Le témoignage de Thomas Didier s’est montré également très éclairant sur un aspect essentiel du crowdfunding. Sur les 139 donateurs qui ont contribué au financement de Jogg-in sur Kiss Kiss Bank Bank, 80 % appartiennent au premier cercle, celui des proches, c’est-à-dire famille, amis, collègues. Le reste des contributeurs font partie du second cercle des « amis des proches », mais aucun n’est issu du troisième cercle formé par le grand public. « Il faut savoir que la grande majorité des projets participatifs ne touche jamais le troisième cercle », a insisté le jeune entrepreneur. (lire schéma 3).

Une dernière intervenante, l’avocate et présidente de la Commission intranet et nouvelles technologies du Conseil national des barreaux, Clarisse Berrebi, a complété la richesse du colloque en rappelant l’importance du rôle joué par la ficelle de « l’émotionnel », dans la réussite du crowdfunding. L’avocate en a tenu pour preuve l’important dossier de succession Gamelin, en 2009, à la suite du suicide de Joël Gamelin, patron du chantier naval de La Rochelle.
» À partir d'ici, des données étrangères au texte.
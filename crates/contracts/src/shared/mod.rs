pub mod filter;
pub mod logger;
pub mod pagination;
pub mod selection;
pub mod table;
pub mod validation;
//! Журнал заказ-нарядов.
//!
//! Фильтрация выполняется на сервере (`WorkOrderListQuery`), выгрузка CSV
//! получает те же параметры, что и список.

use contracts::domain::a005_work_order::{WorkOrder, WorkOrderStatus};
use contracts::domain::common::{AggregateId, StatusWorkflow};
use contracts::shared::filter::FilterSet;
use contracts::shared::pagination::DEFAULT_PAGE_SIZE;
use contracts::shared::selection::Selection;
use contracts::shared::table::{ColumnDef, ColumnPriority, PaginationMode};
use leptos::prelude::*;
use leptos::task::spawn_local;
use thaw::*;

use crate::domain::a005_work_order::api;
use crate::layout::global_context::AppGlobalContext;
use crate::shared::components::filter_panel::{FilterPanel, FilterSelect};
use crate::shared::components::option_select::enum_options;
use crate::shared::components::responsive_table::ResponsiveTable;
use crate::shared::components::status_badge::{status_color, work_order_caption};
use crate::shared::date_utils::{format_date, today};
use crate::shared::icons::icon;
use crate::shared::lookup::{assignee_lookup, equipment_lookup};
use crate::shared::toast::{confirm, notify_error, notify_success};
use crate::system::auth::context::use_can_edit;

const AGGREGATE_KEY: &str = "a005_work_order";
const OVERDUE_FIELD: &str = "overdue_only";

fn columns() -> Vec<ColumnDef> {
    vec![
        ColumnDef::new("code", "Номер", ColumnPriority::Secondary),
        ColumnDef::new("description", "Наименование", ColumnPriority::Title),
        ColumnDef::new("equipment", "Оборудование", ColumnPriority::Primary),
        ColumnDef::new("planned_date", "Плановая дата", ColumnPriority::Primary),
        ColumnDef::new("assignee", "Исполнитель", ColumnPriority::Secondary),
        ColumnDef::new("failed", "Замечаний", ColumnPriority::DesktopOnly),
        ColumnDef::new("status", "Статус", ColumnPriority::Primary),
    ]
}

/// Переключение фильтра «только просроченные» (хранится чипом)
fn toggle_overdue(filters: &mut FilterSet, on: bool) {
    if on {
        filters.set(OVERDUE_FIELD, "true", "Только просроченные");
    } else {
        filters.remove(OVERDUE_FIELD);
    }
}

fn status_cell(w: &WorkOrder) -> AnyView {
    let overdue = w.is_overdue(today());
    let color = if overdue && w.status.is_open() {
        BadgeColor::Danger
    } else {
        status_color(w.status.as_str())
    };
    let caption = work_order_caption(w.status, overdue);
    view! { <Badge appearance=BadgeAppearance::Tint color=color>{caption}</Badge> }.into_any()
}

#[component]
pub fn WorkOrderList() -> impl IntoView {
    let ctx = use_context::<AppGlobalContext>().expect("AppGlobalContext not found");
    let can_edit = use_can_edit();
    let equipment = equipment_lookup();
    let assignees = assignee_lookup();

    let items = RwSignal::new(Vec::<WorkOrder>::new());
    let filters = RwSignal::new(FilterSet::new());
    let selection = RwSignal::new(Selection::new());
    let page_size = RwSignal::new(DEFAULT_PAGE_SIZE);
    let loading = RwSignal::new(false);
    let exporting = RwSignal::new(false);
    let error = RwSignal::new(Option::<String>::None);

    let load = move || {
        let pairs = filters.with_untracked(|f| f.to_query_pairs());
        loading.set(true);
        spawn_local(async move {
            match api::fetch_list(&pairs).await {
                Ok(v) => {
                    items.set(v);
                    error.set(None);
                }
                Err(e) => error.set(Some(e)),
            }
            loading.set(false);
        });
    };
    Effect::new(move |_| {
        filters.track();
        if ctx.active.get().as_deref() == Some(AGGREGATE_KEY) {
            selection.update_untracked(|s| s.clear());
            load();
        }
    });

    let export = move || {
        let pairs = filters.with_untracked(|f| f.to_query_pairs());
        exporting.set(true);
        spawn_local(async move {
            if let Err(e) = api::export(&pairs).await {
                notify_error(format!("Ошибка выгрузки: {}", e));
            }
            exporting.set(false);
        });
    };

    let delete_selected = move || {
        let ids = selection.with_untracked(|s| s.ids());
        if ids.is_empty() || !confirm(&format!("Удалить выбранные наряды? Количество: {}", ids.len())) {
            return;
        }
        spawn_local(async move {
            let mut failed = 0;
            for id in &ids {
                if let Err(e) = api::remove(id).await {
                    log::warn!("delete work order {}: {}", id, e);
                    failed += 1;
                }
            }
            if failed > 0 {
                notify_error(format!("Не удалось удалить: {}", failed));
            } else {
                notify_success(format!("Удалено: {}", ids.len()));
            }
            selection.update(|s| s.clear());
            load();
        });
    };

    let test_data = move || {
        spawn_local(async move {
            match api::create_test_data().await {
                Ok(()) => {
                    notify_success("Тестовые наряды созданы");
                    load();
                }
                Err(e) => notify_error(e),
            }
        });
    };

    let render_cell = Callback::new(move |(w, key): (WorkOrder, String)| match key.as_str() {
        "code" => w.base.code.into_any(),
        "description" => view! { <strong>{w.base.description}</strong> }.into_any(),
        "equipment" => equipment.with(|l| l.name(&w.equipment_id)).into_any(),
        "planned_date" => format_date(&w.planned_date).into_any(),
        "assignee" => assignees
            .with(|l| l.name_opt(w.assignee_id.as_deref()))
            .into_any(),
        "failed" => match w.failed_count() {
            0 => "—".to_string().into_any(),
            n => view! { <span class="text-danger">{n}</span> }.into_any(),
        },
        "status" => status_cell(&w),
        _ => ().into_any(),
    });

    let status_options = Signal::derive(|| {
        enum_options(WorkOrderStatus::all(), WorkOrderStatus::as_str, WorkOrderStatus::label)
    });
    let equipment_options = Signal::derive(move || equipment.with(|l| l.options()));
    let assignee_options = Signal::derive(move || assignees.with(|l| l.options()));
    let overdue_only = move || filters.with(|f| f.value_of(OVERDUE_FIELD).is_some());

    view! {
        <div class="page">
            <div class="page__header">
                <div class="page__header-left">
                    {icon("work-order")}
                    <h1 class="page__title">"Заказ-наряды"</h1>
                </div>
                <div class="page__header-right">
                    <Button
                        appearance=ButtonAppearance::Primary
                        disabled=Signal::derive(move || !can_edit.get())
                        on_click=move |_| ctx.open_detail(AGGREGATE_KEY, None, "")
                    >
                        {icon("plus")}" Новый наряд"
                    </Button>
                    <Button appearance=ButtonAppearance::Secondary on_click=move |_| load()>
                        {icon("refresh")}" Обновить"
                    </Button>
                    <Button
                        appearance=ButtonAppearance::Secondary
                        disabled=Signal::derive(move || exporting.get())
                        on_click=move |_| export()
                    >
                        {icon("download")}" CSV"
                    </Button>
                    <Button
                        appearance=ButtonAppearance::Secondary
                        disabled=Signal::derive(move || !can_edit.get() || selection.with(|s| s.is_empty()))
                        on_click=move |_| delete_selected()
                    >
                        {icon("delete")}
                        {move || format!(" Удалить ({})", selection.with(|s| s.len()))}
                    </Button>
                    <Button
                        appearance=ButtonAppearance::Subtle
                        disabled=Signal::derive(move || !can_edit.get())
                        on_click=move |_| test_data()
                    >
                        "Тестовые данные"
                    </Button>
                </div>
            </div>

            <div class="page__content">
                {move || error.get().map(|e| view! { <div class="alert alert--error">{e}</div> })}

                <FilterPanel filters=filters search_placeholder="Номер или наименование">
                    <FilterSelect filters=filters field="status" label="Статус" options=status_options/>
                    <FilterSelect filters=filters field="equipment_id" label="Оборудование" options=equipment_options/>
                    <FilterSelect filters=filters field="assignee_id" label="Исполнитель" options=assignee_options/>
                    <label class="form-group filter-panel__toggle">
                        <input
                            type="checkbox"
                            prop:checked=overdue_only
                            on:change=move |ev| {
                                let on = event_target_checked(&ev);
                                filters.update(|f| toggle_overdue(f, on));
                            }
                        />
                        " Только просроченные"
                    </label>
                </FilterPanel>

                <ResponsiveTable
                    columns=columns()
                    rows=items
                    row_id=Callback::new(|w: WorkOrder| w.base.id.as_string())
                    render_cell=render_cell
                    pagination=Signal::derive(move || PaginationMode::Client { page_size: page_size.get() })
                    on_page_size_change=Callback::new(move |size| page_size.set(size))
                    selection=selection
                    on_row_click=Callback::new(move |w: WorkOrder| {
                        ctx.open_detail(AGGREGATE_KEY, Some(&w.to_string_id()), &w.base.code)
                    })
                    loading=loading
                    empty_text="Нарядов не найдено"
                />
            </div>
        </div>
    }
}

#[cfg(test)]
mod tests {
    use super::*;

    #[test]
    fn test_overdue_toggle_goes_to_query() {
        let mut f = FilterSet::new();
        f.set("status", "new", "Статус: Новый");
        toggle_overdue(&mut f, true);
        let pairs = f.to_query_pairs();
        assert!(pairs.contains(&("overdue_only".to_string(), "true".to_string())));
        assert!(pairs.contains(&("status".to_string(), "new".to_string())));

        toggle_overdue(&mut f, false);
        assert_eq!(f.value_of(OVERDUE_FIELD), None);
        assert_eq!(f.active_count(), 1);
    }
}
Sa fille avait alors lancé un appel aux dons sur Facebook, pour pouvoir régler les salaires des employés de la société de son père qui connaissait de grosses difficultés financières, réussissant ainsi la collecte de 200 000 euros. Clarisse Berrebi est persuadée que dans le cadre du financement participatif, les contributeurs donnent davantage au porteur de  projet qu’au projet lui-même. Le lancement d’une campagne de financement participatif serait d’ailleurs l’opportunité pour le porteur de projet, en plus de « contourner les obstacles du mode habituel de financement, d’apprendre l’art du story-telling pour parvenir à convaincre les contributeurs.

Jérôme Huet a finalement repris la parole pour conclure la conférence par une réflexion sur l’expression-même de « financement participatif ». Elle serait d’après lui une lapalissade, le financement de quelque chose s’analysant toujours comme une participation à la réalisation de celle-ci. Le professeur aurait préféré les termes de « financement alternatif ».